С одной стороны, как видим, Ленин в решительный момент говорил о свершившейся революции. С другой стороны, правдой в утверждении Шрамко является лишь то, что формула «Октябрьский переворот» действительно Лениным и другими большевиками употреблялась. Так, речь на торжественном заседании Всероссийского Центрального и Московского советов профессиональных союзов 6 ноября 1918 года Ленин начал со слов:
— Товарищи! Мы собираемся сегодня на десятки и сотни митингов, чтобы праздновать годовщину Октябрьского переворота! (В. И. Ленин. ПСС, т. 37, с. 132.)
Но, выступая в тот же день на VI Всероссийском чрезвычайном съезде Советов рабочих, крестьянских, казачьих и красноармейских депутатов, Ленин говорил:
«Товарищи! Годовщину нашей революции нам приходится чествовать в такой момент, когда разыгрываются самые крупные события…» и т. д. (В. И. Ленин. ПСС, т. 37, с. 137).
То есть обе формулы были равнозначными.
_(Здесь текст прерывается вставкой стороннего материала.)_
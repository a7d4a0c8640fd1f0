//! Daytime message formats: detection and parsing.
//!
//! A daytime reply is a single human-readable line, but two layouts are
//! common in the wild:
//! - The generic RFC 867 style: `"Thu Jun 13 10:22:04 2024"`
//! - The NIST style: eight space-separated fields starting with a modified
//!   Julian date, e.g. `"60474 24-06-13 13:22:04 50 0 +0000 37.6 UTC(NIST)"`
//!
//! Callers either pre-select a layout or leave it as [`DaytimeFormat::Unknown`]
//! and let [`parse`] detect it by searching for the `NIST` token.

pub mod nist;
pub mod rfc;

pub use nist::NistFields;
pub use rfc::RfcFields;

/// Token that identifies a NIST-style message.
pub const NIST_MESSAGE_ID: &str = "NIST";

/// Message layout selector.
#[derive(Debug, Clone, Copy, PartialEq, Eq, Default)]
pub enum DaytimeFormat {
    /// Layout not known up front; detect it from the message text.
    #[default]
    Unknown,
    /// Generic weekday/month/day/time/year layout.
    Rfc,
    /// Eight-field NIST layout.
    Nist,
}

/// A parsed daytime message, tagged by the layout it was read with.
///
/// Fields that a layout never populates simply do not exist on its variant,
/// so "absent" and "zero" cannot be confused.
#[derive(Debug, Clone, PartialEq)]
pub enum DaytimeMessage {
    /// Message parsed with the NIST layout.
    Nist(NistFields),
    /// Message parsed with the generic RFC layout.
    Rfc(RfcFields),
}

impl DaytimeMessage {
    /// Layout this message was parsed with.
    pub fn format(&self) -> DaytimeFormat {
        match self {
            DaytimeMessage::Nist(_) => DaytimeFormat::Nist,
            DaytimeMessage::Rfc(_) => DaytimeFormat::Rfc,
        }
    }

    /// Calendar date text (layout-specific shape).
    pub fn date(&self) -> &str {
        match self {
            DaytimeMessage::Nist(fields) => &fields.date,
            DaytimeMessage::Rfc(fields) => &fields.date,
        }
    }

    /// Time-of-day text, typically `HH:MM:SS`.
    pub fn time(&self) -> &str {
        match self {
            DaytimeMessage::Nist(fields) => &fields.time,
            DaytimeMessage::Rfc(fields) => &fields.time,
        }
    }
}

/// Message parsing errors.
#[derive(Debug, Clone, PartialEq, Eq)]
pub enum ParseError {
    /// Too few whitespace-delimited tokens for the selected layout.
    TokenCount { expected: usize, found: usize },
    /// A structural field failed to convert to its declared type.
    InvalidField { field: &'static str, value: String },
}

impl std::fmt::Display for ParseError {
    fn fmt(&self, f: &mut std::fmt::Formatter<'_>) -> std::fmt::Result {
        match self {
            ParseError::TokenCount { expected, found } => {
                write!(f, "expected at least {} tokens, found {}", expected, found)
            }
            ParseError::InvalidField { field, value } => {
                write!(f, "invalid {} field: {:?}", field, value)
            }
        }
    }
}

impl std::error::Error for ParseError {}

/// Parse a raw daytime message using the requested layout.
///
/// With [`DaytimeFormat::Unknown`] the layout is detected first: a message
/// containing the `NIST` token (any case) goes through the NIST parser,
/// anything else through the RFC parser. This is a substring heuristic only;
/// the rest of the message is not checked against the chosen layout until
/// the parser runs.
pub fn parse(message: &str, format: DaytimeFormat) -> Result<DaytimeMessage, ParseError> {
    match format {
        DaytimeFormat::Nist => nist::parse(message).map(DaytimeMessage::Nist),
        DaytimeFormat::Rfc => rfc::parse(message).map(DaytimeMessage::Rfc),
        DaytimeFormat::Unknown => {
            if is_nist_message(message) {
                nist::parse(message).map(DaytimeMessage::Nist)
            } else {
                rfc::parse(message).map(DaytimeMessage::Rfc)
            }
        }
    }
}

/// Case-insensitive check for the NIST message identifier.
fn is_nist_message(message: &str) -> bool {
    message.to_uppercase().contains(NIST_MESSAGE_ID)
}
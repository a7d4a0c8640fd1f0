//! NIST daytime layout parser.
//!
//! Eight positional fields, whitespace-separated:
//!
//! ```text
//! 60474 24-06-13 13:22:04 50 0 +0000 37.6 UTC(NIST)
//! mjd   date     time     dst leap offset frac ref-id
//! ```
//!
//! Live NIST servers append an on-time marker (`*` or `#`) after the
//! reference id; trailing tokens beyond the eighth are ignored.

use super::ParseError;

/// Number of positional fields in a NIST message.
const FIELD_COUNT: usize = 8;

/// Fields of a NIST-layout daytime message.
///
/// Numeric fields are `None` when the corresponding token did not convert;
/// the message as a whole still parses.
#[derive(Debug, Clone, PartialEq, Default)]
pub struct NistFields {
    /// Modified Julian date (continuous day count).
    pub modified_julian_date: Option<i64>,
    /// Calendar date, typically `YY-MM-DD`.
    pub date: String,
    /// Time of day, typically `HH:MM:SS`.
    pub time: String,
    /// Daylight-saving indicator code.
    pub daylight_saving: Option<i32>,
    /// Leap-second indicator.
    pub leap_second: Option<i32>,
    /// UTC offset or health code.
    pub utc_offset: String,
    /// Advance compensation in fractional milliseconds.
    pub fractional_seconds: Option<f64>,
    /// Reference station id, typically `UTC(NIST)`.
    pub ref_id: String,
}

/// Parse a NIST-layout message.
///
/// Fewer than eight tokens is an error; extra tokens are ignored.
pub fn parse(message: &str) -> Result<NistFields, ParseError> {
    let tokens: Vec<&str> = message.split_whitespace().collect();
    if tokens.len() < FIELD_COUNT {
        return Err(ParseError::TokenCount {
            expected: FIELD_COUNT,
            found: tokens.len(),
        });
    }

    Ok(NistFields {
        modified_julian_date: tokens[0].parse().ok(),
        date: tokens[1].to_string(),
        time: tokens[2].to_string(),
        daylight_saving: tokens[3].parse().ok(),
        leap_second: tokens[4].parse().ok(),
        utc_offset: tokens[5].to_string(),
        fractional_seconds: tokens[6].parse().ok(),
        ref_id: tokens[7].to_string(),
    })
}
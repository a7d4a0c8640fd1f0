//! Configuration module for the daytime binary.
//!
//! Supports both command-line arguments and a TOML configuration file.
//! CLI arguments take precedence over config file values.

use clap::{Parser, Subcommand, ValueEnum};
use serde::Deserialize;
use std::path::PathBuf;

/// Well-known Daytime Protocol port (RFC 867). Shared by the server and
/// client defaults so the two cannot drift apart.
pub const DAYTIME_SERVICE_PORT: u16 = 13;

/// Command-line arguments for the daytime binary.
#[derive(Parser, Debug)]
#[command(name = "daytime")]
#[command(version = "0.1.0")]
#[command(about = "An RFC 867 Daytime Protocol server and client", long_about = None)]
pub struct CliArgs {
    /// Path to TOML configuration file
    #[arg(short, long, global = true)]
    pub config: Option<PathBuf>,

    /// Log level (trace, debug, info, warn, error)
    #[arg(long, global = true)]
    pub log_level: Option<String>,

    #[command(subcommand)]
    pub command: CliCommand,
}

/// Operating mode selected on the command line.
#[derive(Subcommand, Debug)]
pub enum CliCommand {
    /// Run the daytime server
    Server {
        /// Port to listen on
        #[arg(short, long)]
        port: Option<u16>,
    },

    /// Fetch and parse one daytime message
    Client {
        /// Hostname or address of the daytime service
        host: Option<String>,

        /// Port to connect to
        #[arg(short, long)]
        port: Option<u16>,

        /// Message layout to expect
        #[arg(short, long, value_enum)]
        format: Option<FormatMode>,
    },
}

/// Message layout selection as it appears on the CLI and in TOML.
#[derive(Debug, Clone, Copy, PartialEq, Eq, Default, ValueEnum, Deserialize)]
#[serde(rename_all = "lowercase")]
pub enum FormatMode {
    /// Detect the layout from the message text.
    #[default]
    Auto,
    /// Generic weekday/month/day/time/year layout.
    Rfc,
    /// Eight-field NIST layout.
    Nist,
}

/// TOML configuration file structure.
#[derive(Debug, Deserialize, Default)]
pub struct TomlConfig {
    #[serde(default)]
    pub server: ServerTable,
    #[serde(default)]
    pub client: ClientTable,
    #[serde(default)]
    pub logging: LoggingTable,
}

/// Server-related configuration.
#[derive(Debug, Deserialize)]
pub struct ServerTable {
    /// Port the server listens on.
    #[serde(default = "default_port")]
    pub port: u16,
}

impl Default for ServerTable {
    fn default() -> Self {
        Self {
            port: default_port(),
        }
    }
}

/// Client-related configuration.
#[derive(Debug, Deserialize)]
pub struct ClientTable {
    /// Target host for fetches.
    #[serde(default = "default_host")]
    pub host: String,
    /// Target port for fetches.
    #[serde(default = "default_port")]
    pub port: u16,
    /// Message layout to expect.
    #[serde(default)]
    pub format: FormatMode,
}

impl Default for ClientTable {
    fn default() -> Self {
        Self {
            host: default_host(),
            port: default_port(),
            format: FormatMode::Auto,
        }
    }
}

/// Logging configuration.
#[derive(Debug, Deserialize)]
pub struct LoggingTable {
    /// Log level.
    #[serde(default = "default_log_level")]
    pub level: String,
}

impl Default for LoggingTable {
    fn default() -> Self {
        Self {
            level: default_log_level(),
        }
    }
}

fn default_port() -> u16 {
    DAYTIME_SERVICE_PORT
}

fn default_host() -> String {
    "localhost".to_string()
}

fn default_log_level() -> String {
    "info".to_string()
}

/// Final resolved server settings.
#[derive(Debug, Clone)]
pub struct ServerConfig {
    pub port: u16,
}

/// Final resolved client settings.
#[derive(Debug, Clone)]
pub struct ClientConfig {
    pub host: String,
    pub port: u16,
    pub format: FormatMode,
}

/// Resolved operating mode.
#[derive(Debug, Clone)]
pub enum Mode {
    Server(ServerConfig),
    Client(ClientConfig),
}

/// Final resolved configuration.
#[derive(Debug, Clone)]
pub struct Config {
    pub mode: Mode,
    pub log_level: String,
}

impl Config {
    /// Load configuration from CLI args and optional TOML file.
    /// CLI arguments take precedence over TOML file values.
    pub fn load() -> Result<Self, ConfigError> {
        let cli = CliArgs::parse();

        let toml_config = if let Some(ref config_path) = cli.config {
            let contents = std::fs::read_to_string(config_path)
                .map_err(|e| ConfigError::FileRead(config_path.clone(), e))?;
            toml::from_str(&contents)
                .map_err(|e| ConfigError::TomlParse(config_path.clone(), e))?
        } else {
            TomlConfig::default()
        };

        Ok(resolve(cli, toml_config))
    }
}

/// Merge CLI args with TOML config (CLI takes precedence).
fn resolve(cli: CliArgs, toml_config: TomlConfig) -> Config {
    let mode = match cli.command {
        CliCommand::Server { port } => Mode::Server(ServerConfig {
            port: port.unwrap_or(toml_config.server.port),
        }),
        CliCommand::Client { host, port, format } => Mode::Client(ClientConfig {
            host: host.unwrap_or(toml_config.client.host),
            port: port.unwrap_or(toml_config.client.port),
            format: format.unwrap_or(toml_config.client.format),
        }),
    };

    Config {
        mode,
        log_level: cli.log_level.unwrap_or(toml_config.logging.level),
    }
}

/// Configuration loading errors.
#[derive(Debug)]
pub enum ConfigError {
    FileRead(PathBuf, std::io::Error),
    TomlParse(PathBuf, toml::de::Error),
}

impl std::fmt::Display for ConfigError {
    fn fmt(&self, f: &mut std::fmt::Formatter<'_>) -> std::fmt::Result {
        match self {
            ConfigError::FileRead(path, e) => {
                write!(f, "Failed to read config file '{}': {}", path.display(), e)
            }
            ConfigError::TomlParse(path, e) => {
                write!(f, "Failed to parse config file '{}': {}", path.display(), e)
            }
        }
    }
}

impl std::error::Error for ConfigError {}

#[cfg(test)]
mod tests {
    use super::*;

    #[test]
    fn test_default_config() {
        let config = TomlConfig::default();
        assert_eq!(config.server.port, DAYTIME_SERVICE_PORT);
        assert_eq!(config.client.host, "localhost");
        assert_eq!(config.client.port, DAYTIME_SERVICE_PORT);
        assert_eq!(config.client.format, FormatMode::Auto);
        assert_eq!(config.logging.level, "info");
    }

    #[test]
    fn test_toml_parsing() {
        let toml_str = r#"
            [server]
            port = 10013

            [client]
            host = "time.nist.gov"
            format = "nist"

            [logging]
            level = "debug"
        "#;

        let config: TomlConfig = toml::from_str(toml_str).unwrap();
        assert_eq!(config.server.port, 10013);
        assert_eq!(config.client.host, "time.nist.gov");
        assert_eq!(config.client.port, DAYTIME_SERVICE_PORT);
        assert_eq!(config.client.format, FormatMode::Nist);
        assert_eq!(config.logging.level, "debug");
    }

    #[test]
    fn test_cli_takes_precedence_over_toml() {
        let toml_str = r#"
            [client]
            host = "time.nist.gov"
            port = 10013

            [logging]
            level = "warn"
        "#;
        let toml_config: TomlConfig = toml::from_str(toml_str).unwrap();

        let cli = CliArgs {
            config: None,
            log_level: Some("trace".to_string()),
            command: CliCommand::Client {
                host: Some("localhost".to_string()),
                port: None,
                format: Some(FormatMode::Rfc),
            },
        };

        let config = resolve(cli, toml_config);
        assert_eq!(config.log_level, "trace");
        match config.mode {
            Mode::Client(client) => {
                assert_eq!(client.host, "localhost");
                // Not set on the CLI, so the file value applies.
                assert_eq!(client.port, 10013);
                assert_eq!(client.format, FormatMode::Rfc);
            }
            other => panic!("unexpected mode: {:?}", other),
        }
    }

    #[test]
    fn test_server_mode_resolution() {
        let cli = CliArgs {
            config: None,
            log_level: None,
            command: CliCommand::Server { port: None },
        };

        let config = resolve(cli, TomlConfig::default());
        assert_eq!(config.log_level, "info");
        match config.mode {
            Mode::Server(server) => assert_eq!(server.port, DAYTIME_SERVICE_PORT),
            other => panic!("unexpected mode: {:?}", other),
        }
    }
}
//! Generic RFC 867 daytime layout parser.
//!
//! Five positional fields, whitespace-separated:
//!
//! ```text
//! Thu Jun 13 10:22:04 2024
//! ```
//!
//! The weekday is read and discarded; the date is rebuilt as
//! `"<month> <day> <year>"`.

use super::ParseError;

/// Number of positional fields in an RFC-style message.
const FIELD_COUNT: usize = 5;

/// Fields of a generic RFC-layout daytime message.
#[derive(Debug, Clone, PartialEq, Eq, Default)]
pub struct RfcFields {
    /// Reconstructed date, `"<month> <day> <year>"`.
    pub date: String,
    /// Time of day, typically `HH:MM:SS`.
    pub time: String,
}

/// Parse an RFC-layout message.
///
/// Day and year must be decimal integers since the date string is rebuilt
/// from them; extra trailing tokens (e.g. a timezone name) are ignored.
pub fn parse(message: &str) -> Result<RfcFields, ParseError> {
    let tokens: Vec<&str> = message.split_whitespace().collect();
    if tokens.len() < FIELD_COUNT {
        return Err(ParseError::TokenCount {
            expected: FIELD_COUNT,
            found: tokens.len(),
        });
    }

    // tokens[0] is the weekday name, not retained.
    let month = tokens[1];
    let day: u32 = tokens[2].parse().map_err(|_| ParseError::InvalidField {
        field: "day",
        value: tokens[2].to_string(),
    })?;
    let time = tokens[3];
    let year: i32 = tokens[4].parse().map_err(|_| ParseError::InvalidField {
        field: "year",
        value: tokens[4].to_string(),
    })?;

    Ok(RfcFields {
        date: format!("{} {} {}", month, day, year),
        time: time.to_string(),
    })
}

#[cfg(test)]
mod tests {
    use super::*;

    #[test]
    fn test_parse_well_formed() {
        let fields = parse("Thu Jun 13 10:22:04 2024").unwrap();
        assert_eq!(fields.date, "Jun 13 2024");
        assert_eq!(fields.time, "10:22:04");
    }

    #[test]
    fn test_single_digit_day_stays_decimal() {
        // ctime()-style output pads the day with a space, which collapses
        // under whitespace splitting.
        let fields = parse("Thu Jan  1 00:00:00 1970").unwrap();
        assert_eq!(fields.date, "Jan 1 1970");
        assert_eq!(fields.time, "00:00:00");
    }

    #[test]
    fn test_trailing_tokens_ignored() {
        let fields = parse("Thu Jun 13 10:22:04 2024 UTC").unwrap();
        assert_eq!(fields.date, "Jun 13 2024");
    }

    #[test]
    fn test_too_few_tokens() {
        let err = parse("Thu Jun 13").unwrap_err();
        assert_eq!(
            err,
            ParseError::TokenCount {
                expected: 5,
                found: 3
            }
        );
    }

    #[test]
    fn test_non_numeric_day() {
        let err = parse("Thu Jun 13th 10:22:04 2024").unwrap_err();
        assert_eq!(
            err,
            ParseError::InvalidField {
                field: "day",
                value: "13th".to_string()
            }
        );
    }

    #[test]
    fn test_non_numeric_year() {
        let err = parse("Thu Jun 13 10:22:04 MMXXIV").unwrap_err();
        assert!(matches!(err, ParseError::InvalidField { field: "year", .. }));
    }
}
Причём обе — по сути верными, поскольку европейское слово «революция» восходит к латинскому revolutio, что по-русски и означает «переворот». Револьвер назван револьвером не потому, что он играет в революциях немалую роль, а потому, что в нём проворачивается барабан с патронами.
Так что наиболее существенно не то, как надо называть Октябрь 1917 года, а то, как надо определять его суть и значение… А суть в том, что Октябрьская революция стала переворотом во всём — в государственном устройстве русского общества, в производственных и общественных отношениях. И даже — в межличностных отношениях. Если до 25 октября (7 ноября) 1917 года официальным обращением в России было слово «господин», то теперь оно сменилось новым словом «товарищ» и уж не меньше, чем словом «гражданин».
Что же касается первой «советской» публичной речи Ленина во второй половине дня 25 октября (7 ноября) 1917 года, то она была краткой и деловой — без восклицаний:
— Какое значение имеет эта рабочая и крестьянская революция? Прежде всего, значение этого переворота состоит в том, что у нас будет Советское правительство, наш собственный орган власти, без какого бы то ни было участия буржуазии… Отныне наступает новая полоса в истории России, и данная, третья русская революция должна в своём конечном итоге привести к победе социализма…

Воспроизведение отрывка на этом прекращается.